Published Tue, July 29, 2025 ∙ Product, Update ∙ by Nicolas Joseph

When a terminal application that spawns child processes doesn't exit cleanly after a Ctrl+C, the user is left with a corrupted terminal. Instead of a clean prompt, you get garbled output and a non-functional shell. This post covers how to solve these issues, with examples from the Moose CLI (for the PR that fixed many of these issues, see here).

In this post, you’ll read learnings from solving these issues in the Moose CLI— terminal application that manages multiple child processes, including Docker containers, TypeScript compilers, and background workers.

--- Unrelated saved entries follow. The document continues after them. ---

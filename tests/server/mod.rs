use std::sync::Arc;

use axum::body::Body;
use axum::http::{header, Request, StatusCode};
use axum::Router;
use serde_json::Value;
use tower::ServiceExt;
use trig_tutor::server::create_router;
use trig_tutor::RenderConfig;

use crate::{decode_base64, pixels_of, TANGENT};

fn app(cfg: RenderConfig) -> Router {
    create_router(Arc::new(cfg))
}

async fn post_calculate(app: Router, body: &'static str) -> (StatusCode, Value) {
    let response = app
        .oneshot(
            Request::builder()
                .method("POST")
                .uri("/api/calculate")
                .header(header::CONTENT_TYPE, "application/json")
                .body(Body::from(body))
                .unwrap(),
        )
        .await
        .unwrap();

    let status = response.status();
    let bytes = axum::body::to_bytes(response.into_body(), usize::MAX)
        .await
        .unwrap();
    (status, serde_json::from_slice(&bytes).unwrap())
}

#[tokio::test]
async fn calculate() {
    let (status, payload) =
        post_calculate(app(RenderConfig::default()), r#"{"angle": 30, "show_tan": true}"#).await;

    assert_eq!(status, StatusCode::OK);
    assert!((payload["sin"].as_f64().unwrap() - 0.5).abs() < 1e-9);
    assert!((payload["cos"].as_f64().unwrap() - 0.866_025_403_784).abs() < 1e-9);
    assert!((payload["tan"].as_f64().unwrap() - 0.577_350_269_19).abs() < 1e-9);
    assert_eq!(payload["quadrant"], "in quadrant I");

    let graph = decode_base64(payload["graph_img"].as_str().unwrap());
    assert_eq!(graph.dimensions(), (1000, 600));
    assert!(!pixels_of(&graph, TANGENT).is_empty());
    let circle = decode_base64(payload["circle_img"].as_str().unwrap());
    assert_eq!(circle.dimensions(), (600, 600));
}

#[tokio::test]
async fn undefined_tangent() {
    let (status, payload) =
        post_calculate(app(RenderConfig::default()), r#"{"angle": 270, "show_tan": false}"#).await;

    assert_eq!(status, StatusCode::OK);
    assert!(payload["tan"].is_null());
    assert_eq!(payload["quadrant"], "on the negative y-axis");

    let graph = decode_base64(payload["graph_img"].as_str().unwrap());
    assert!(pixels_of(&graph, TANGENT).is_empty());
}

#[tokio::test]
async fn malformed_input() {
    let (status, payload) =
        post_calculate(app(RenderConfig::default()), r#"{"angle": "abc"}"#).await;

    assert_eq!(status, StatusCode::BAD_REQUEST);
    assert_eq!(payload["error"], "MalformedInput");
    assert!(payload["message"].as_str().unwrap().contains("abc"));
    assert!(payload.get("sin").is_none());
}

#[tokio::test]
async fn render_failure() {
    let cfg = RenderConfig::builder().graph_size((0, 600)).build();
    let (status, payload) = post_calculate(app(cfg), r#"{"angle": 30}"#).await;

    assert_eq!(status, StatusCode::INTERNAL_SERVER_ERROR);
    assert_eq!(payload["error"], "RenderFailure");
    assert!(payload.get("circle_img").is_none());
}

#[tokio::test]
async fn health() {
    let response = app(RenderConfig::default())
        .oneshot(
            Request::builder()
                .uri("/health")
                .body(Body::empty())
                .unwrap(),
        )
        .await
        .unwrap();

    assert_eq!(response.status(), StatusCode::OK);
    let bytes = axum::body::to_bytes(response.into_body(), usize::MAX)
        .await
        .unwrap();
    let payload: Value = serde_json::from_slice(&bytes).unwrap();
    assert_eq!(payload["status"], "ok");
}
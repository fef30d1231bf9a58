/*
    Trig Tutor, sine, cosine and tangent on the unit circle
    Copyright (C) 2024 Trig Tutor contributors

    This program is free software: you can redistribute it and/or modify
    it under the terms of the GNU Affero General Public License as published
    by the Free Software Foundation, either version 3 of the License, or
    (at your option) any later version.

    This program is distributed in the hope that it will be useful,
    but WITHOUT ANY WARRANTY; without even the implied warranty of
    MERCHANTABILITY or FITNESS FOR A PARTICULAR PURPOSE.  See the
    GNU Affero General Public License for more details.

    You should have received a copy of the GNU Affero General Public License
    along with this program.  If not, see <https://www.gnu.org/licenses/>.
*/

use serde::de::DeserializeOwned;
use serde::Serialize;
use snafu::prelude::*;
use std::fmt::Debug;
use std::fs::File;
use std::io::{self, BufReader};
use std::path::Path;

#[derive(Debug, Snafu)]
#[snafu(visibility(pub(crate)))]
pub enum ConfigError {
    #[snafu(display("failed to read configuration file: {source}"))]
    Read { source: io::Error },
    #[snafu(display("failed to parse YAML configuration: {source}"))]
    Parse { source: serde_yaml::Error },
    #[snafu(display("invalid configuration: {msg}"))]
    InvalidConfig { msg: String },
}

pub trait ConfigRepr: Debug + Sized + Serialize + DeserializeOwned {
    /// Builds the configuration representation from the path to a yaml
    fn load<P>(path: P) -> Result<Self, ConfigError>
    where
        P: AsRef<Path>,
    {
        let file = File::open(path).context(ReadSnafu)?;
        let reader = BufReader::new(file);

        serde_yaml::from_reader(reader).context(ParseSnafu)
    }

    /// Builds the configuration representation from the provided string of a yaml
    fn loads(data: &str) -> Result<Self, ConfigError> {
        debug!("Loading YAML:\n{data}");
        serde_yaml::from_str(data).context(ParseSnafu)
    }

    /// Serializes this configuration as yaml
    fn dumps(&self) -> Result<String, ConfigError> {
        serde_yaml::to_string(self).context(ParseSnafu)
    }
}
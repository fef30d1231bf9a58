/*
    Trig Tutor, sine, cosine and tangent on the unit circle
    Copyright (C) 2024 Trig Tutor contributors

    This program is free software: you can redistribute it and/or modify
    it under the terms of the GNU Affero General Public License as published
    by the Free Software Foundation, either version 3 of the License, or
    (at your option) any later version.

    This program is distributed in the hope that it will be useful,
    but WITHOUT ANY WARRANTY; without even the implied warranty of
    MERCHANTABILITY or FITNESS FOR A PARTICULAR PURPOSE.  See the
    GNU Affero General Public License for more details.

    You should have received a copy of the GNU Affero General Public License
    along with this program.  If not, see <https://www.gnu.org/licenses/>.
*/

use serde_derive::Serialize;
use serde_json::{Map, Value};
use snafu::prelude::*;

use crate::errors::{HandlerError, MalformedInputSnafu};
use crate::render::{render, RenderConfig, RenderRequest};
use crate::trig::{evaluate, format_degrees, Quadrant};

/// Whether the tangent is plotted when the request does not say.
pub const DEFAULT_SHOW_TAN: bool = true;

/// A decoded request: the angle to explore and whether to plot the tangent.
#[derive(Copy, Clone, Debug, PartialEq)]
pub struct CalculateRequest {
    pub angle_deg: f64,
    pub show_tan: bool,
}

impl CalculateRequest {
    /// Builds a request, rejecting non finite angles.
    pub fn new(angle_deg: f64, show_tan: bool) -> Result<Self, HandlerError> {
        ensure!(
            angle_deg.is_finite(),
            MalformedInputSnafu {
                details: format!("`angle` must be a finite number of degrees, got {angle_deg}")
            }
        );
        Ok(Self {
            angle_deg,
            show_tan,
        })
    }

    /// Decodes a JSON request body.
    pub fn from_slice(body: &[u8]) -> Result<Self, HandlerError> {
        let value: Value = serde_json::from_slice(body).map_err(|e| HandlerError::MalformedInput {
            details: format!("request body is not valid JSON: {e}"),
        })?;
        Self::from_value(&value)
    }

    /// Decodes an already parsed JSON request, e.g. `{"angle": 30, "show_tan": true}`.
    pub fn from_value(value: &Value) -> Result<Self, HandlerError> {
        let fields = value.as_object().context(MalformedInputSnafu {
            details: "request body must be a JSON object",
        })?;

        let angle_deg = parse_angle(fields)?;
        let show_tan = match fields.get("show_tan") {
            None | Some(Value::Null) => DEFAULT_SHOW_TAN,
            Some(flag) => parse_flag(flag)?,
        };

        Self::new(angle_deg, show_tan)
    }
}

fn parse_angle(fields: &Map<String, Value>) -> Result<f64, HandlerError> {
    match fields.get("angle") {
        None | Some(Value::Null) => MalformedInputSnafu {
            details: "missing `angle`",
        }
        .fail(),
        Some(Value::Number(number)) => number.as_f64().context(MalformedInputSnafu {
            details: format!("`angle` {number} is not representable"),
        }),
        Some(Value::String(text)) => text.trim().parse::<f64>().ok().context(MalformedInputSnafu {
            details: format!("`angle` {text:?} is not numeric"),
        }),
        Some(other) => MalformedInputSnafu {
            details: format!("`angle` must be a number, got {other}"),
        }
        .fail(),
    }
}

fn parse_flag(flag: &Value) -> Result<bool, HandlerError> {
    let parsed = match flag {
        Value::Bool(flag) => Some(*flag),
        Value::Number(number) => match number.as_f64() {
            Some(n) if n == 0.0 => Some(false),
            Some(n) if n == 1.0 => Some(true),
            _ => None,
        },
        Value::String(text) => match text.trim().to_ascii_lowercase().as_str() {
            "true" | "1" | "yes" | "on" => Some(true),
            "false" | "0" | "no" | "off" => Some(false),
            _ => None,
        },
        _ => None,
    };

    parsed.context(MalformedInputSnafu {
        details: format!("`show_tan` must be a boolean, got {flag}"),
    })
}

/// The payload returned for a successful request.
#[derive(Clone, Debug, PartialEq, Serialize)]
pub struct CalculateResponse {
    #[serde(rename = "sin")]
    pub sine: f64,
    #[serde(rename = "cos")]
    pub cosine: f64,
    /// `null` on the asymptotes
    #[serde(rename = "tan")]
    pub tangent: Option<f64>,
    pub quadrant: Quadrant,
    /// Base64 PNG of the unit circle diagram
    pub circle_img: String,
    /// Base64 PNG of the function graph
    pub graph_img: String,
}

/// Decodes the raw body of a request, evaluates the angle and renders both images.
pub fn handle(body: &[u8], cfg: &RenderConfig) -> Result<CalculateResponse, HandlerError> {
    let request = CalculateRequest::from_slice(body).map_err(|e| {
        warn!("rejected request: {e}");
        e
    })?;
    respond(request, cfg)
}

/// Same as [handle] for a body that was already parsed as JSON.
pub fn handle_value(value: &Value, cfg: &RenderConfig) -> Result<CalculateResponse, HandlerError> {
    let request = CalculateRequest::from_value(value).map_err(|e| {
        warn!("rejected request: {e}");
        e
    })?;
    respond(request, cfg)
}

/// Evaluates then renders a decoded request. Either everything is returned, or an error.
pub fn respond(
    request: CalculateRequest,
    cfg: &RenderConfig,
) -> Result<CalculateResponse, HandlerError> {
    let evaluation = evaluate(request.angle_deg);
    debug!(
        "θ = {} is {}: {evaluation}",
        format_degrees(request.angle_deg),
        evaluation.quadrant
    );

    let (circle, graph) = render(&RenderRequest::new(evaluation, request.show_tan), cfg)
        .map_err(|source| {
            error!(
                "rendering θ = {} failed: {source}",
                format_degrees(request.angle_deg)
            );
            HandlerError::RenderFailure { source }
        })?;

    Ok(CalculateResponse {
        sine: evaluation.sine,
        cosine: evaluation.cosine,
        tangent: evaluation.tangent,
        quadrant: evaluation.quadrant,
        circle_img: circle.to_base64(),
        graph_img: graph.to_base64(),
    })
}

The Problems: Terminal Corruption and Hanging Processes

Terminal corruption manifests in several ways:

  1. Terminal State Corruption: After Ctrl+C, the terminal cursor might be hidden, raw mode might still be enabled, or the alternate screen buffer might still be active
  2. Child Process Output Interference: Child processes continue writing to stdout/stderr, mixing with your shell prompt
  3. Hanging Background Processes: Child processes don't receive proper termination signals and continue running
  4. Race Conditions: Cleanup code races with child process output, leading to unpredictable terminal state

How We Solved It

1. Process Output Proxying

Child process output must be completely isolated from the terminal. Direct child process output to the terminal creates race conditions and corruption.

Key principles:

  • Pipe all child process stdio: Use Stdio::piped() for stdout/stderr and Stdio::null() for stdin. Stdio::piped() will create a new pipe that is going to be readable by the parent process but will only be written to the stdout of the parent if explicitly done. And Stdio::null() will enable to ignore the inputs.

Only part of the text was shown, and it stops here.